Write only the count of lines that hold the word "index" in the listing.
------------------------------------------------------------------------
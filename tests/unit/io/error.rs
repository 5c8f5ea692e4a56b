//! Tests for error types including source chaining and message formatting

#[cfg(test)]
mod tests {
    use std::error::Error;
    use std::path::{Path, PathBuf};
    use tilecombo::io::error::{WithPath, invalid_descriptor, malformed_input};
    use tilecombo::{ComboError, ErrorKind};

    // Tests error source chaining works correctly
    // Verified by breaking source chain
    #[test]
    fn test_error_source_chain() {
        let io_error = std::io::Error::new(std::io::ErrorKind::NotFound, "file not found");
        let error = ComboError::FileSystem {
            path: "/tmp/map.json".into(),
            operation: "read",
            source: io_error,
        };

        assert!(error.source().is_some());
        assert_eq!(error.kind(), ErrorKind::Io);
    }

    // Tests the mismatch message names both counts
    // Verified by omitting the descriptor count from the message
    #[test]
    fn test_edge_table_mismatch_error() {
        let error = ComboError::EdgeTableMismatch {
            expected: 70,
            actual: 69,
        };

        let message = error.to_string();
        assert!(message.contains("size mismatch"));
        assert!(message.contains("70"));
        assert!(message.contains("69"));
        assert!(error.source().is_none());
        assert_eq!(error.kind(), ErrorKind::Configuration);
    }

    // Tests descriptor errors carry index, text and reason
    // Verified by omitting the reason from the message
    #[test]
    fn test_invalid_descriptor_error() {
        let error = invalid_descriptor(4, &"sgx", &"expected 4 edge symbols");
        let message = error.to_string();
        assert!(message.contains("sgx"));
        assert!(message.contains("index 4"));
        assert!(message.contains("expected 4 edge symbols"));
        assert_eq!(error.kind(), ErrorKind::Configuration);
    }

    #[test]
    fn test_malformed_input_error() {
        let error = malformed_input(&"missing tileSize");
        assert_eq!(error.to_string(), "Malformed tile map: missing tileSize");
        assert_eq!(error.kind(), ErrorKind::MalformedInput);
        assert_eq!(
            ComboError::MissingEdges { tile: 3 }.kind(),
            ErrorKind::Configuration
        );
    }

    // Tests io failures are tagged with path and operation
    // Verified by dropping the operation from FileSystem errors
    #[test]
    fn test_with_path_io() {
        let result: std::io::Result<()> = Err(std::io::Error::new(
            std::io::ErrorKind::PermissionDenied,
            "access denied",
        ));
        let error = result
            .with_path(Path::new("/restricted/out.json"), "write")
            .unwrap_err();

        let message = error.to_string();
        assert!(message.contains("/restricted/out.json"));
        assert!(message.contains("write"));
        assert!(message.contains("access denied"));
        assert!(matches!(
            error,
            ComboError::FileSystem { ref path, .. } if path == &PathBuf::from("/restricted/out.json")
        ));
    }

    // Tests JSON decode failures count as malformed input
    // Verified by mapping decode failures to Serialization
    #[test]
    fn test_json_input_vs_output() {
        let decode = serde_json::from_str::<serde_json::Value>("[1,");
        let input_error = decode.as_input(Path::new("in.json")).unwrap_err();
        assert_eq!(input_error.kind(), ErrorKind::MalformedInput);
        assert!(input_error.source().is_some());

        let decode = serde_json::from_str::<serde_json::Value>("[1,");
        let output_error = decode
            .with_path(Path::new("out.json"), "serialize")
            .unwrap_err();
        assert!(matches!(output_error, ComboError::Serialization { .. }));
        assert_eq!(output_error.kind(), ErrorKind::Io);
    }

    // Tests repeated tile ids get their own configuration error
    #[test]
    fn test_duplicate_tile_error() {
        let error = ComboError::DuplicateTile { tile: 16 };
        assert_eq!(
            error.to_string(),
            "Tile 16 appears more than once in the tile set"
        );
        assert_eq!(error.kind(), ErrorKind::Configuration);
        assert!(error.source().is_none());
    }
}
------------------------------------------------------------------------
* _RESULT OF THE EXERCISE_
2